Micro/Nano Electronics

Project Goals

The next generation of high-frequency electromagnetic applications will require higher operating frequencies, wider bandwidths, increased dynamic range, and a substantial reduction in device dimensions. To meet these challenges, the Micro/Nano Electronics Project develops new measurement techniques, standards, and instrumentation to satisfy the growing metrology needs of the high-speed telecommunications, microelectronics, magnetic storage, and computing industries.

Customer Needs

The full impact of nanotechnology research may be decades away, but one current critical need, according to the National Nanotechnology Initiative (NNI), is the creation and development of the fundamental metrology necessary to characterize nanoscale electrical and magnetic devices. An additional complexity is that future applications of both microwave and nanotechnology will involve the transmission and detection of broad-bandwidth signals having complicated modulation schemes at frequencies ranging from the microwave region to the terahertz region. Therefore, development of nanotechnology metrology will require synergy between research areas as diverse as nanoelectronics, telecommunications, microwave metrology, and materials science.

Technical Strategy

To support the future needs of the microelectronics and emerging nanoelectronics industries, both the International Technology Roadmap for Semiconductors (ITRS) and the NNI outline many of the metrology needs that must be addressed for the next generation of microelectronic and nanoelectronic devices. In both of these industries, metrology must be developed for characterization of smaller devices that carry complicated, modulated signals at frequencies that extend into and beyond the microwave range. This project’s expertise in microwave and terahertz metrology, high-speed waveform metrology, measurements for telecommunication systems, and high-frequency nanodevice characterization allows it to tackle some of the major metrology issues facing the microelectronics and nanoelectronics industries.

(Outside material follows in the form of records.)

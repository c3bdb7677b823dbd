//! Docker Engine backend.
//!
//! Images are built through the Engine API, one build per platform, and kept
//! in the local daemon under a per-platform tag. Single-platform images are
//! pushed through the daemon; multi-platform builds push each child and then
//! assemble the manifest list with `crane`.

use async_trait::async_trait;
use bollard::Docker;
use bollard::auth::DockerCredentials;
use bollard::image::{BuildImageOptions, PushImageOptions, TagImageOptions};
use bytes::Bytes;
use futures::StreamExt;
use shipyard_core::backend::DockerConfig;
use shipyard_core::{
    ArtifactContent, ArtifactHandle, Backend, BackendConfig, BackendKind, BuildId,
    CredentialEntry, Digest, Error, ImageReference, Platform, PublishedRef, RawArtifact, Result,
};
use std::collections::HashMap;
use std::path::PathBuf;
use tracing::{debug, info};

use crate::BackendSettings;
use crate::archive::context_tarball;
use crate::crane::{Crane, child_target, parse_digest, platform_suffix};

/// Builds images with the local Docker daemon.
pub struct DockerBackend {
    docker: Docker,
    work_dir: PathBuf,
    crane: Crane,
}

impl DockerBackend {
    /// Connect to the local Docker daemon.
    pub fn new(settings: &BackendSettings) -> Result<Self> {
        let docker =
            Docker::connect_with_local_defaults().map_err(|e| Error::Internal(e.to_string()))?;
        Ok(Self::with_client(docker, settings))
    }

    /// Create with a custom Docker client.
    pub fn with_client(docker: Docker, settings: &BackendSettings) -> Self {
        Self {
            docker,
            work_dir: settings.work_dir.join("docker"),
            crane: Crane::new(&settings.crane),
        }
    }

    /// Local tag of one platform's image.
    fn local_tag(config: &BackendConfig, id: BuildId, platform: &Platform) -> String {
        format!("{}-{}", config.local_reference(id), platform_suffix(platform))
    }

    fn build_options(config: &DockerConfig, tag: &str, platform: &Platform) -> BuildImageOptions<String> {
        BuildImageOptions {
            dockerfile: config.dockerfile().to_string(),
            t: tag.to_string(),
            platform: platform.to_string(),
            target: config.target.clone().unwrap_or_default(),
            buildargs: config
                .build_args
                .iter()
                .map(|(k, v)| (k.clone(), v.clone()))
                .collect::<HashMap<_, _>>(),
            labels: config
                .labels
                .iter()
                .map(|(k, v)| (k.clone(), v.clone()))
                .collect::<HashMap<_, _>>(),
            nocache: config.no_cache,
            rm: true,
            ..Default::default()
        }
    }

    fn credentials(entry: Option<&CredentialEntry>) -> Option<DockerCredentials> {
        entry.map(|e| DockerCredentials {
            username: Some(e.principal.clone()),
            password: Some(e.secret.expose().to_string()),
            serveraddress: Some(e.address.clone()),
            ..Default::default()
        })
    }

    /// Tag the local image as `target` and push it through the daemon.
    async fn push_one(
        &self,
        crane: &Crane,
        raw: &RawArtifact,
        target: &ImageReference,
        credentials: Option<&CredentialEntry>,
    ) -> Result<Digest> {
        let ArtifactContent::DaemonImage { tag: local, .. } = &raw.content else {
            return Err(Error::Internal(format!(
                "docker cannot push {:?} content",
                raw.content
            )));
        };
        let tag = target.tag().unwrap_or(shipyard_core::reference::DEFAULT_TAG);
        let repository = target.name();

        self.docker
            .tag_image(
                local,
                Some(TagImageOptions {
                    repo: repository.clone(),
                    tag: tag.to_string(),
                }),
            )
            .await
            .map_err(|e| Error::Internal(format!("failed to tag {}: {}", local, e)))?;

        let mut stream = self.docker.push_image(
            &repository,
            Some(PushImageOptions {
                tag: tag.to_string(),
            }),
            Self::credentials(credentials),
        );

        let mut digest = None;
        while let Some(result) = stream.next().await {
            match result {
                Ok(info) => {
                    if let Some(error) = info.error {
                        return Err(push_failure(target, error));
                    }
                    if let Some(status) = info.status {
                        debug!(status = %status, "Push progress");
                        if let Some(d) = parse_digest(&status) {
                            digest = Some(d);
                        }
                    }
                }
                Err(e) => return Err(push_failure(target, e.to_string())),
            }
        }

        match digest {
            Some(digest) => Ok(digest),
            None => crane.digest(&target.to_string()).await,
        }
    }
}

fn push_failure(target: &ImageReference, message: String) -> Error {
    let lower = message.to_lowercase();
    if lower.contains("unauthorized") || lower.contains("denied") || lower.contains("authentication required") {
        Error::Auth {
            registry: target.registry().to_string(),
            message,
        }
    } else {
        Error::Push {
            target: target.to_string(),
            message,
        }
    }
}

#[async_trait]
impl Backend for DockerBackend {
    fn kind(&self) -> BackendKind {
        BackendKind::Docker
    }

    async fn build(
        &self,
        id: BuildId,
        config: &BackendConfig,
        platform: &Platform,
    ) -> Result<RawArtifact> {
        let BackendConfig::Docker(docker) = config else {
            return Err(config.mismatch(BackendKind::Docker));
        };

        let tag = Self::local_tag(config, id, platform);
        let context = context_tarball(docker.context.clone()).await?;
        let size = context.len();
        info!(context = %docker.context.display(), platform = %platform, tag = %tag, size, "docker build");

        let mut stream = self.docker.build_image(
            Self::build_options(docker, &tag, platform),
            None,
            Some(Bytes::from(context)),
        );

        let mut image_id = None;
        while let Some(result) = stream.next().await {
            match result {
                Ok(info) => {
                    if let Some(error) = info.error {
                        return Err(Error::Internal(error));
                    }
                    if let Some(line) = info.stream {
                        let line = line.trim_end();
                        if !line.is_empty() {
                            debug!(platform = %platform, "{}", line);
                        }
                    }
                    if let Some(id) = info.aux.and_then(|aux| aux.id) {
                        image_id = Some(id);
                    }
                }
                Err(e) => return Err(Error::Internal(e.to_string())),
            }
        }

        let inspect = self
            .docker
            .inspect_image(&tag)
            .await
            .map_err(|e| Error::Internal(format!("built image {} not found: {}", tag, e)))?;
        let image_id = image_id
            .or(inspect.id)
            .ok_or_else(|| Error::Internal(format!("no image id reported for {}", tag)))?;

        Ok(RawArtifact {
            kind: BackendKind::Docker,
            platform: platform.clone(),
            digest: Digest::parse(&image_id).map_err(|_| {
                Error::Internal(format!("daemon reported an invalid image id: {}", image_id))
            })?,
            size: inspect.size.unwrap_or_default().max(0) as u64,
            content: ArtifactContent::DaemonImage { id: image_id, tag },
        })
    }

    async fn login(&self, credentials: &CredentialEntry) -> Result<()> {
        // The daemon takes credentials per push; crane needs them for
        // manifest lists and aliases.
        self.crane.session(&self.work_dir, Some(credentials)).await?;
        Ok(())
    }

    async fn push(
        &self,
        artifact: &ArtifactHandle,
        target: &ImageReference,
        credentials: Option<&CredentialEntry>,
    ) -> Result<PublishedRef> {
        let (_auth, crane) = self.crane.session(&self.work_dir, credentials).await?;

        if !artifact.is_multi_platform() {
            let digest = self
                .push_one(&crane, &artifact.manifests()[0], target, credentials)
                .await?;
            return Ok(PublishedRef::new(target, digest));
        }

        let mut children = Vec::with_capacity(artifact.manifests().len());
        for raw in artifact.manifests() {
            let child = child_target(target, &raw.platform)?;
            let digest = self.push_one(&crane, raw, &child, credentials).await?;
            children.push(format!("{}@{}", child.name(), digest));
        }
        let digest = crane.index_append(&children, target).await?;
        Ok(PublishedRef::new(target, digest))
    }

    async fn alias(
        &self,
        published: &PublishedRef,
        target: &ImageReference,
        credentials: Option<&CredentialEntry>,
    ) -> Result<()> {
        let (_auth, crane) = self.crane.session(&self.work_dir, credentials).await?;
        crane.copy(&published.reference, target).await
    }
}

#[cfg(test)]
mod tests {
    use super::*;
    use shipyard_core::credential::Secret;

    #[test]
    fn test_build_options() {
        let mut config = DockerConfig::new("services/api");
        config.dockerfile = Some("build/Dockerfile".to_string());
        config.build_args.insert("VERSION".to_string(), "1.2.3".to_string());
        config.target = Some("runtime".to_string());

        let arm = Platform::new("linux", "arm64");
        let options = DockerBackend::build_options(&config, "api:abc-arm64", &arm);

        assert_eq!(options.dockerfile, "build/Dockerfile");
        assert_eq!(options.t, "api:abc-arm64");
        assert_eq!(options.platform, "linux/arm64");
        assert_eq!(options.target, "runtime");
        assert_eq!(options.buildargs.get("VERSION"), Some(&"1.2.3".to_string()));
        assert!(options.rm);
        assert!(!options.nocache);
    }

    #[test]
    fn test_local_tags_differ_per_platform() {
        let config = BackendConfig::Docker(DockerConfig::new("api"));
        let id = BuildId::new();
        let amd = DockerBackend::local_tag(&config, id, &Platform::new("linux", "amd64"));
        let arm = DockerBackend::local_tag(&config, id, &Platform::new("linux", "arm64"));

        assert_ne!(amd, arm);
        assert!(amd.starts_with("api:"));
        assert!(amd.ends_with("-amd64"));
    }

    #[test]
    fn test_credentials_mapping() {
        let entry = CredentialEntry {
            address: "docker.io".to_string(),
            principal: "user".to_string(),
            secret: Secret::new("pass"),
        };
        let creds = DockerBackend::credentials(Some(&entry)).unwrap();
        assert_eq!(creds.username.as_deref(), Some("user"));
        assert_eq!(creds.password.as_deref(), Some("pass"));
        assert_eq!(creds.serveraddress.as_deref(), Some("docker.io"));
        assert!(DockerBackend::credentials(None).is_none());
    }

    #[test]
    fn test_push_failure_classification() {
        let target = ImageReference::parse("docker.io/x/y:tag").unwrap();
        assert!(matches!(
            push_failure(&target, "unauthorized: incorrect username or password".to_string()),
            Error::Auth { .. }
        ));
        assert!(matches!(
            push_failure(&target, "blob upload unknown".to_string()),
            Error::Push { .. }
        ));
    }
}

/// Integration tests that require Docker to be running.
/// Run with: cargo test -- --ignored
#[cfg(test)]
mod integration_tests {
    use super::*;

    #[tokio::test]
    #[ignore]
    async fn test_build_scratch_image() {
        let dir = tempfile::tempdir().unwrap();
        std::fs::write(
            dir.path().join("Dockerfile"),
            "FROM scratch\nCOPY hello.txt /hello.txt\n",
        )
        .unwrap();
        std::fs::write(dir.path().join("hello.txt"), "hello").unwrap();

        let backend = DockerBackend::new(&BackendSettings::new(dir.path())).unwrap();
        let config = BackendConfig::Docker(DockerConfig::new(dir.path()));
        let artifact = backend
            .build(BuildId::new(), &config, &Platform::new("linux", "amd64"))
            .await
            .unwrap();

        assert_eq!(artifact.kind, BackendKind::Docker);
        assert_eq!(artifact.digest.algorithm(), "sha256");
        assert!(matches!(artifact.content, ArtifactContent::DaemonImage { .. }));
    }
}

This project has played an important role in developing the fundamental tools for performing onwafer microwave measurements. Building on this expertise, we are extending traditional on-wafer techniques to develop the necessary metrology for supporting the telecommunications and emerging nanoelectronics industry. One such extension is in the area of high-speed waveform metrology. As data rates of optical links exceed 40 gigabits per second, and emerging digital circuits operate with clock rates over 100 gigahertz, electrical measurements with conventional techniques no longer work; they are invasive and limited in frequency. To meet this need, we have developed a fully calibrated electro-optic sampling system for characterizing photodetectors and calibrating oscilloscopes for microwave signal characterization. This has enabled us to develop new tools, such as electro-optic on-wafer scattering and waveform measurements up to 200 gigahertz and modulated microwave signal and coaxial signal-source characterization to 400 gigahertz. With these tools, we are providing the fundamental metrology that will enable development of the next generation of highfrequency oscilloscopes, microwave transition analyzers (MTAs), and related instruments.

High-frequency characterization of nanodevices is another focus of research in this project. Development of atomic force microscopes (AFMs), scanning tunneling microscopes (STMs), and high-impedance and near-fi eld evanescent probing systems that operate at high frequencies allows for characterization of the electromagnetic fields, materials, and nanodevice electrical properties at frequencies in the microwave and millimeter-wave range with submicrometer resolution.

Another extension of the on-wafer microwave metrology work is in the area of on-wafer noise characterization. Here, we are developing new measurement techniques that can be used to characterize the on-wafer noise properties of complementary metal oxide semiconductor (CMOS) devices, which can be used not only to improve device performance but to assist in physical model development. In addition to the measurements performed on-wafer, we are also developing new techniques for noise characterization at terahertz frequencies, which will provide traceability to a critical parameter of active terahertz devices.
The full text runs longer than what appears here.